When we made it back to the finish line and got off the bus, the wind was still blowing. I couldn’t keep my emergency blankets around me in the wind. I was just trying to walk over to where my parents were with a warm blanket and dry clothes, but the marathon finish had the road block and I couldn’t get to them. That was my last straw and all my adrenaline was gone, so I slip into hypothermic shock and start shaking uncontrollably and can barely walk. My friend is now pushing me to keep moving to get to a hotel where I can get warm. Luckily we run into another friend who has an extra blanket which they wrap around me and saves me from getting worse. She didn’t need that blanket and just had a feeling that she should bring it. And that blanket totally saved me.

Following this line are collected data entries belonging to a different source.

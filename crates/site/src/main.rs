//! Unique CCTV Site - Storefront and admin console.
//!
//! This binary serves the public storefront and the admin console on
//! port 3000.
//!
//! # Architecture
//!
//! - Axum web framework
//! - Askama templates for server-side rendering
//! - REST backend for products, users, appointments, and content
//! - Cookie sessions holding the backend token and the user profile
//!
//! The site holds no data of its own. Every mutation goes through the
//! backend with the session's bearer token; the session layer exists so
//! the browser never sees that token.

#![cfg_attr(not(test), forbid(unsafe_code))]

use axum::extract::State;
use axum::http::StatusCode;
use axum::{Router, routing::get};
use sentry::integrations::tracing as sentry_tracing;
use tower_http::services::ServeDir;
use tracing_subscriber::{layer::SubscriberExt, util::SubscriberInitExt};

use unique_cctv_site::config::SiteConfig;
use unique_cctv_site::state::AppState;
use unique_cctv_site::{middleware, routes};

/// Initialize Sentry error tracking and return guard that must be kept alive.
fn init_sentry(config: &SiteConfig) -> Option<sentry::ClientInitGuard> {
    let dsn = config.sentry_dsn.as_ref()?;

    let guard = sentry::init((
        dsn.as_str(),
        sentry::ClientOptions {
            release: sentry::release_name!(),
            environment: config
                .sentry_environment
                .clone()
                .map(std::borrow::Cow::Owned),
            sample_rate: config.sentry_sample_rate,
            traces_sample_rate: config.sentry_traces_sample_rate,
            attach_stacktrace: true,
            ..Default::default()
        },
    ));

    tracing::info!("Sentry initialized");
    Some(guard)
}

/// Filter tracing events to Sentry event types.
fn sentry_event_filter(metadata: &tracing::Metadata<'_>) -> sentry_tracing::EventFilter {
    match *metadata.level() {
        tracing::Level::ERROR | tracing::Level::WARN => sentry_tracing::EventFilter::Event,
        tracing::Level::INFO | tracing::Level::DEBUG => sentry_tracing::EventFilter::Breadcrumb,
        _ => sentry_tracing::EventFilter::Ignore,
    }
}

#[tokio::main]
async fn main() {
    // Load configuration from environment (needed for Sentry init)
    let config = SiteConfig::from_env().expect("Failed to load configuration");

    // Initialize Sentry (must be done before tracing subscriber)
    let _sentry_guard = init_sentry(&config);

    // Initialize tracing with EnvFilter and Sentry integration
    // Defaults to info level for our crate if RUST_LOG is not set
    let env_filter = tracing_subscriber::EnvFilter::try_from_default_env()
        .unwrap_or_else(|_| "unique_cctv_site=info,tower_http=debug".into());

    tracing_subscriber::registry()
        .with(env_filter)
        .with(tracing_subscriber::fmt::layer())
        .with(sentry_tracing::layer().event_filter(sentry_event_filter))
        .init();

    // Build application state
    let state = AppState::new(config.clone());

    // Create session layer
    let session_layer = middleware::create_session_layer(state.config());

    // Build router
    let app = Router::new()
        .route("/health", get(health))
        .route("/health/ready", get(readiness))
        .merge(routes::routes())
        .nest_service("/static", ServeDir::new("crates/site/static"))
        .layer(session_layer)
        .layer(tower_http::trace::TraceLayer::new_for_http())
        .with_state(state)
        // Sentry layers (outermost for full request coverage)
        .layer(sentry_tower::NewSentryLayer::new_from_top())
        .layer(sentry_tower::SentryHttpLayer::new().enable_transaction());

    // Start server
    let addr = config.socket_addr();
    tracing::info!("site listening on {}", addr);

    let listener = tokio::net::TcpListener::bind(addr)
        .await
        .expect("Failed to bind to address");

    axum::serve(listener, app)
        .with_graceful_shutdown(shutdown_signal())
        .await
        .expect("Server error");
}

/// Liveness health check endpoint.
///
/// Returns "ok" if the server is running. Does not check dependencies.
async fn health() -> &'static str {
    "ok"
}

/// Readiness health check endpoint.
///
/// Verifies backend connectivity before returning OK.
/// Returns 503 Service Unavailable if the backend is not reachable.
async fn readiness(State(state): State<AppState>) -> StatusCode {
    match state.backend().homepage_content().await {
        Ok(_) => StatusCode::OK,
        Err(_) => StatusCode::SERVICE_UNAVAILABLE,
    }
}

/// Wait for shutdown signal (Ctrl+C or SIGTERM).
async fn shutdown_signal() {
    let ctrl_c = async {
        tokio::signal::ctrl_c()
            .await
            .expect("Failed to install Ctrl+C handler");
    };

    #[cfg(unix)]
    let terminate = async {
        tokio::signal::unix::signal(tokio::signal::unix::SignalKind::terminate())
            .expect("Failed to install signal handler")
            .recv()
            .await;
    };

    #[cfg(not(unix))]
    let terminate = std::future::pending::<()>();

    tokio::select! {
        () = ctrl_c => {},
        () = terminate => {},
    }

    tracing::info!("Shutdown signal received, starting graceful shutdown");
}
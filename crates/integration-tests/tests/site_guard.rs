//! Integration tests for route guard redirects.
//!
//! These tests require:
//! - A running backend API
//! - The site running (cargo run -p unique-cctv-site)
//! - Seeded test accounts (see crate docs for environment variables)
//!
//! Run with: cargo test -p unique-cctv-integration-tests -- --ignored

use reqwest::{Client, StatusCode, redirect::Policy};

/// Base URL for the site (configurable via environment).
fn site_base_url() -> String {
    std::env::var("SITE_BASE_URL").unwrap_or_else(|_| "http://localhost:3000".to_string())
}

fn user_credentials() -> (String, String) {
    (
        std::env::var("TEST_USER_EMAIL").unwrap_or_else(|_| "user@example.com".to_string()),
        std::env::var("TEST_USER_PASSWORD").unwrap_or_else(|_| "password123".to_string()),
    )
}

fn client() -> Client {
    Client::builder()
        .cookie_store(true)
        .redirect(Policy::none())
        .build()
        .expect("Failed to create HTTP client")
}

fn location_of(resp: &reqwest::Response) -> String {
    resp.headers()
        .get("location")
        .and_then(|v| v.to_str().ok())
        .unwrap_or_default()
        .to_string()
}

// ============================================================================
// Anonymous Visitor Tests
// ============================================================================

#[tokio::test]
#[ignore = "Requires running site"]
async fn test_public_pages_open_to_anonymous() {
    let client = client();
    let base_url = site_base_url();

    for path in ["/", "/about", "/products", "/contact", "/login", "/register"] {
        let resp = client
            .get(format!("{base_url}{path}"))
            .send()
            .await
            .expect("Failed to get public page");
        assert_eq!(resp.status(), StatusCode::OK, "{path} should be public");
    }
}

#[tokio::test]
#[ignore = "Requires running site"]
async fn test_profile_bounces_anonymous_to_login_with_return_to() {
    let client = client();
    let base_url = site_base_url();

    let resp = client
        .get(format!("{base_url}/profile"))
        .send()
        .await
        .expect("Failed to get profile page");

    assert!(resp.status().is_redirection());
    let location = location_of(&resp);
    assert!(
        location.starts_with("/login") && location.contains("return_to"),
        "expected login redirect with return_to, got {location}"
    );
}

#[tokio::test]
#[ignore = "Requires running site"]
async fn test_admin_sends_anonymous_to_unauthorized() {
    let client = client();
    let base_url = site_base_url();

    let resp = client
        .get(format!("{base_url}/admin"))
        .send()
        .await
        .expect("Failed to get admin page");

    assert!(resp.status().is_redirection());
    assert_eq!(location_of(&resp), "/unauthorized");
}

// ============================================================================
// Non-Admin User Tests
// ============================================================================

#[tokio::test]
#[ignore = "Requires running site and seeded test accounts"]
async fn test_admin_sends_regular_user_to_unauthorized() {
    let client = client();
    let (email, password) = user_credentials();
    let base_url = site_base_url();

    let resp = client
        .post(format!("{base_url}/login"))
        .form(&[("email", email.as_str()), ("password", password.as_str())])
        .send()
        .await
        .expect("Failed to post login form");
    assert!(resp.status().is_redirection());

    let resp = client
        .get(format!("{base_url}/admin"))
        .send()
        .await
        .expect("Failed to get admin page");

    assert!(resp.status().is_redirection());
    assert_eq!(location_of(&resp), "/unauthorized");
}

#[tokio::test]
#[ignore = "Requires running site"]
async fn test_unauthorized_page_renders() {
    let client = client();
    let base_url = site_base_url();

    let resp = client
        .get(format!("{base_url}/unauthorized"))
        .send()
        .await
        .expect("Failed to get unauthorized page");

    assert_eq!(resp.status(), StatusCode::FORBIDDEN);
}
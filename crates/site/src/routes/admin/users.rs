//! Admin user management.

use askama::Template;
use askama_web::WebTemplate;
use axum::{
    Form,
    extract::{Path, State},
    response::{IntoResponse, Redirect, Response},
};
use serde::Deserialize;
use tower_sessions::Session as CookieSession;
use tracing::instrument;

use unique_cctv_core::{Role, UserId};

use crate::backend::types::UserSummary;
use crate::error::AppError;
use crate::filters;
use crate::middleware::RequireAdmin;
use crate::routes::{Nav, auth_rejected_response};
use crate::state::AppState;

/// User management template.
#[derive(Template, WebTemplate)]
#[template(path = "admin/users.html")]
pub struct AdminUsersTemplate {
    pub nav: Nav,
    pub users: Vec<UserSummary>,
    pub current_admin_id: String,
}

/// Role change form data.
#[derive(Debug, Deserialize)]
pub struct RoleForm {
    pub role: String,
}

/// Display the user list.
///
/// GET /admin/users
#[instrument(skip(state, session, admin), fields(user_id = %admin.0.profile.id))]
pub async fn index(
    State(state): State<AppState>,
    session: CookieSession,
    admin: RequireAdmin,
) -> Response {
    let authed = admin.0;
    match state.backend().list_users(&authed.token).await {
        Ok(users) => AdminUsersTemplate {
            nav: super::nav_for(&authed),
            users,
            current_admin_id: authed.profile.id.as_str().to_string(),
        }
        .into_response(),
        Err(err) if err.is_auth_rejected() => {
            auth_rejected_response(&state, &session, "/admin/users").await
        }
        Err(err) => AppError::from(err).into_response(),
    }
}

/// Change a user's role.
///
/// POST /admin/users/{id}/role
///
/// Unknown role values are rejected before any backend call; the role
/// set is closed.
#[instrument(skip(state, session, admin, form), fields(user_id = %admin.0.profile.id))]
pub async fn update_role(
    State(state): State<AppState>,
    session: CookieSession,
    admin: RequireAdmin,
    Path(id): Path<String>,
    Form(form): Form<RoleForm>,
) -> Response {
    let authed = admin.0;
    let id = UserId::from(id);

    let Some(role) = Role::parse(&form.role) else {
        tracing::warn!(requested = %form.role, "rejected unknown role value");
        return AppError::BadRequest(format!("unknown role: {}", form.role)).into_response();
    };

    match state.backend().update_user_role(&authed.token, &id, role).await {
        Ok(_) => {
            tracing::info!(target_user = %id, role = role.as_str(), "user role changed");
            Redirect::to("/admin/users").into_response()
        }
        Err(err) if err.is_auth_rejected() => {
            auth_rejected_response(&state, &session, "/admin/users").await
        }
        Err(err) => AppError::from(err).into_response(),
    }
}

/// Delete a user account.
///
/// POST /admin/users/{id}/delete
#[instrument(skip(state, session, admin), fields(user_id = %admin.0.profile.id))]
pub async fn delete(
    State(state): State<AppState>,
    session: CookieSession,
    admin: RequireAdmin,
    Path(id): Path<String>,
) -> Response {
    let authed = admin.0;
    let id = UserId::from(id);

    // Self-deletion would orphan the very session performing it.
    if id == authed.profile.id {
        return AppError::BadRequest("cannot delete your own account".to_owned()).into_response();
    }

    match state.backend().delete_user(&authed.token, &id).await {
        Ok(()) => {
            tracing::info!(target_user = %id, "user deleted");
            Redirect::to("/admin/users").into_response()
        }
        Err(err) if err.is_auth_rejected() => {
            auth_rejected_response(&state, &session, "/admin/users").await
        }
        Err(err) => AppError::from(err).into_response(),
    }
}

So I did not finish, but I had one of the wildest, scariest adventures of my life. However, I claim that I won in one way that no other racer can claim. I am the breaking and entering champion of 2016! My friend Nina who was racing with me, made me a medal for it. This by far is one of the most special awards I have ever received and I could barely keep from crying when she gave it to me. I was disappointed about not finishing, but now I have to think that maybe God had a different purpose for me that day. So I’m happy with the result. Next weekend I am planning to do a Christina Half Marathon and inviting all my friends to walk with me and celebrate at the end.